Similarly, Rob Whitfield, chief executive of Westpac’s institutional bank and one of Australia’s top bankers, recently said that “meaningful” correction could happen in the global financial market due to aggressive monetary policies. Whitfield warned that the correction may be similar to the 1994 bond crash, when US Treasury bond yields dropped unexpectedly, caused by a recession and low inflation. The US Fed then raised interest rates, which resulted in a high jump in yields on bonds from markets all over the world but eventually pushed borrowing costs upwards.
He predicted a damaged global economy if the same scenario happens again. “Credit spreads are narrow, forcing a move by many into higher-risk assets—junk-bond yields are at all-time lows. Asset bubbles are emerging—US share markets have posted successive record highs in recent times despite tapering and mixed economic results,” Whitfield said during a debate at a recent World Economic Forum meeting. “It is my view that the current environment is ripe for a market correction that both looks and feels like what we experienced in 1994.”
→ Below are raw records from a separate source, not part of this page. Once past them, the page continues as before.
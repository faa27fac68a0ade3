//! Block renderer implementing [`AudioEngine`]
//!
//! Nodes live in an ordered map and are pulled from each sink once per block.
//! A node feeding several targets is rendered once and its output reused.
//! Sink output goes to the destination mix and to every open monitor tap.

use std::collections::{BTreeMap, HashMap};
use std::sync::Arc;

use tracing::debug;

use crate::dsp::{BufferPlayer, GainStage, LowpassFilter};
use crate::engine::backend::{AudioEngine, MonitorStream, NodeId, StageParam};
use crate::engine::AudioBuffer;
use crate::error::{RampdeckError, Result};

/// Default filter settings for freshly created filter nodes
const DEFAULT_CUTOFF_HZ: f64 = 350.0;
const DEFAULT_Q: f64 = 1.0;

#[derive(Debug)]
enum RenderNode {
    Processor(BufferPlayer),
    Filter(LowpassFilter),
    Sink(GainStage),
}

impl RenderNode {
    fn kind(&self) -> &'static str {
        match self {
            RenderNode::Processor(_) => "processor",
            RenderNode::Filter(_) => "filter",
            RenderNode::Sink(_) => "sink",
        }
    }
}

/// Single-threaded engine that renders on demand
#[derive(Debug)]
pub struct RenderEngine {
    sample_rate: u32,
    channels: usize,
    next_id: u64,
    nodes: BTreeMap<NodeId, RenderNode>,
    edges: BTreeMap<NodeId, Vec<NodeId>>,
    taps: Vec<(NodeId, MonitorStream)>,
    ended: Vec<NodeId>,
    frames_rendered: u64,
    online: bool,
}

impl RenderEngine {
    pub fn new(sample_rate: u32, channels: usize) -> Self {
        Self {
            sample_rate: sample_rate.max(1),
            channels: channels.max(1),
            next_id: 1,
            nodes: BTreeMap::new(),
            edges: BTreeMap::new(),
            taps: Vec::new(),
            ended: Vec::new(),
            frames_rendered: 0,
            online: true,
        }
    }

    /// Current edge list, sorted by source node
    pub fn edges(&self) -> Vec<(NodeId, NodeId)> {
        self.edges
            .iter()
            .flat_map(|(from, targets)| targets.iter().map(move |to| (*from, *to)))
            .collect()
    }

    /// Number of edges arriving at `node`
    pub fn incoming(&self, node: NodeId) -> usize {
        self.edges
            .values()
            .map(|targets| targets.iter().filter(|t| **t == node).count())
            .sum()
    }

    pub fn node_count(&self) -> usize {
        self.nodes.len()
    }

    pub fn contains(&self, node: NodeId) -> bool {
        self.nodes.contains_key(&node)
    }

    /// Number of monitor taps still held open by a consumer
    pub fn open_taps(&self) -> usize {
        self.taps.iter().filter(|(_, tap)| !tap.is_closed()).count()
    }

    pub fn frames_rendered(&self) -> u64 {
        self.frames_rendered
    }

    /// Current tempo of a processor node
    pub fn processor_tempo(&self, node: NodeId) -> Option<f64> {
        match self.nodes.get(&node) {
            Some(RenderNode::Processor(player)) => Some(player.tempo()),
            _ => None,
        }
    }

    /// Current (cutoff, q) of a filter node
    pub fn filter_params(&self, node: NodeId) -> Option<(f64, f64)> {
        match self.nodes.get(&node) {
            Some(RenderNode::Filter(filter)) => Some((filter.cutoff(), filter.q())),
            _ => None,
        }
    }

    /// Current gain of a sink node
    pub fn sink_gain(&self, node: NodeId) -> Option<f32> {
        match self.nodes.get(&node) {
            Some(RenderNode::Sink(gain)) => Some(gain.gain()),
            _ => None,
        }
    }

    /// Simulate losing the output device; every later call fails
    pub fn shut_down(&mut self) {
        self.online = false;
    }

    /// Render one block and return the interleaved destination mix
    pub fn render(&mut self, frames: usize) -> Vec<f32> {
        let mut destination = vec![0.0_f32; frames * self.channels];
        if !self.online || frames == 0 {
            return destination;
        }

        let sinks: Vec<NodeId> = self
            .nodes
            .iter()
            .filter(|(_, node)| matches!(node, RenderNode::Sink(_)))
            .map(|(id, _)| *id)
            .collect();

        let mut cache = HashMap::new();
        for sink in sinks {
            let output = self.pull(sink, frames, &mut cache, 0);
            for (mixed, sample) in destination.iter_mut().zip(&output) {
                *mixed += sample;
            }
            for (tap_sink, tap) in &self.taps {
                if *tap_sink == sink {
                    tap.push(&output);
                }
            }
        }

        self.taps.retain(|(_, tap)| !tap.is_closed());
        self.frames_rendered += frames as u64;
        destination
    }

    fn pull(
        &mut self,
        id: NodeId,
        frames: usize,
        cache: &mut HashMap<NodeId, Vec<f32>>,
        depth: usize,
    ) -> Vec<f32> {
        if let Some(output) = cache.get(&id) {
            return output.clone();
        }

        let silence = vec![0.0_f32; frames * self.channels];
        if depth > self.nodes.len() {
            // Cycle in the graph; break it with silence.
            return silence;
        }

        let sources: Vec<NodeId> = self
            .edges
            .iter()
            .filter(|(_, targets)| targets.contains(&id))
            .map(|(from, _)| *from)
            .collect();

        let mut input = silence;
        for source in sources {
            let upstream = self.pull(source, frames, cache, depth + 1);
            for (mixed, sample) in input.iter_mut().zip(&upstream) {
                *mixed += sample;
            }
        }

        let channels = self.channels;
        let Some(node) = self.nodes.get_mut(&id) else {
            return input;
        };
        let (output, just_ended) = match node {
            RenderNode::Processor(player) => player.render(frames, channels),
            RenderNode::Filter(filter) => {
                filter.process(&mut input);
                (input, false)
            }
            RenderNode::Sink(gain) => {
                gain.process(&mut input);
                (input, false)
            }
        };

        if just_ended {
            debug!(node = %id, "processor reached end of stream");
            self.ended.push(id);
        }
        cache.insert(id, output.clone());
        output
    }

    fn ensure_online(&self) -> Result<()> {
        if self.online {
            Ok(())
        } else {
            Err(RampdeckError::EngineUnavailable {
                reason: "render engine has been shut down".to_string(),
            })
        }
    }

    fn ensure_node(&self, node: NodeId) -> Result<()> {
        if self.nodes.contains_key(&node) {
            Ok(())
        } else {
            Err(RampdeckError::UnknownNode { node })
        }
    }

    fn insert(&mut self, node: RenderNode) -> NodeId {
        let id = NodeId::new(self.next_id);
        self.next_id += 1;
        debug!(node = %id, kind = node.kind(), "created node");
        self.nodes.insert(id, node);
        id
    }
}

impl AudioEngine for RenderEngine {
    fn sample_rate(&self) -> u32 {
        self.sample_rate
    }

    fn channels(&self) -> usize {
        self.channels
    }

    fn create_processor(&mut self, buffer: Arc<AudioBuffer>) -> Result<NodeId> {
        self.ensure_online()?;
        let player = BufferPlayer::new(buffer, self.sample_rate);
        Ok(self.insert(RenderNode::Processor(player)))
    }

    fn create_filter(&mut self) -> Result<NodeId> {
        self.ensure_online()?;
        let filter = LowpassFilter::new(self.sample_rate, self.channels, DEFAULT_CUTOFF_HZ, DEFAULT_Q);
        Ok(self.insert(RenderNode::Filter(filter)))
    }

    fn create_sink(&mut self) -> Result<NodeId> {
        self.ensure_online()?;
        Ok(self.insert(RenderNode::Sink(GainStage::default())))
    }

    fn connect(&mut self, from: NodeId, to: NodeId) -> Result<()> {
        self.ensure_online()?;
        self.ensure_node(from)?;
        self.ensure_node(to)?;

        let targets = self.edges.entry(from).or_default();
        if !targets.contains(&to) {
            targets.push(to);
        }
        Ok(())
    }

    fn disconnect(&mut self, from: NodeId) -> Result<()> {
        self.ensure_online()?;
        self.ensure_node(from)?;
        self.edges.remove(&from);
        Ok(())
    }

    fn release(&mut self, node: NodeId) -> Result<()> {
        self.ensure_online()?;
        if self.nodes.remove(&node).is_none() {
            return Err(RampdeckError::UnknownNode { node });
        }

        self.edges.remove(&node);
        for targets in self.edges.values_mut() {
            targets.retain(|t| *t != node);
        }
        self.edges.retain(|_, targets| !targets.is_empty());
        self.ended.retain(|n| *n != node);
        for (sink, tap) in &self.taps {
            if *sink == node {
                tap.close();
            }
        }
        debug!(node = %node, "released node");
        Ok(())
    }

    fn set_param(&mut self, node: NodeId, param: StageParam, value: f64) -> Result<()> {
        self.ensure_online()?;
        let entry = self
            .nodes
            .get_mut(&node)
            .ok_or(RampdeckError::UnknownNode { node })?;

        match (entry, param) {
            (RenderNode::Processor(player), StageParam::Tempo) => player.set_tempo(value),
            (RenderNode::Filter(filter), StageParam::CutoffFrequency) => filter.set_cutoff(value),
            (RenderNode::Filter(filter), StageParam::ResonanceQ) => filter.set_q(value),
            (RenderNode::Sink(gain), StageParam::Gain) => {
                gain.set_gain(value as f32);
                debug!(node = %node, gain_db = gain.gain_db(), "sink gain set");
            }
            (other, param) => {
                return Err(RampdeckError::InvalidParameter {
                    param: param.to_string(),
                    value: value.to_string(),
                    expected: format!("a parameter supported by a {} node", other.kind()),
                })
            }
        }
        Ok(())
    }

    fn monitor_tap(&mut self, sink: NodeId) -> Result<MonitorStream> {
        self.ensure_online()?;
        match self.nodes.get(&sink) {
            Some(RenderNode::Sink(_)) => {
                let tap = MonitorStream::new(self.sample_rate, self.channels);
                self.taps.push((sink, tap.clone()));
                Ok(tap)
            }
            Some(other) => Err(RampdeckError::InvalidParameter {
                param: "monitor_tap".to_string(),
                value: sink.to_string(),
                expected: format!("a sink node, got a {}", other.kind()),
            }),
            None => Err(RampdeckError::UnknownNode { node: sink }),
        }
    }

    fn drain_ended(&mut self) -> Vec<NodeId> {
        std::mem::take(&mut self.ended)
    }
}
Whitfield stressed that central banks’ tasks are very challenging given that they have to proceed with a difficult balancing act towards normalizing conditions; maintaining record-low interest rates creates more risks, but drastic changes in monetary policies may also cause havoc in the economy. Should central banks choose to increase interest rates, a possible correction could occur that may cause prices to drop to more sustainable ranges.
Whitfield, however, argued that a correction will not result in another global financial crisis. He emphasized that regulators have already learned lessons from the past and are now more prudent and cautious. “The failures that perpetuated the recent crisis today no longer exist, and our ability to withstand serious shocks is much stronger,” he said.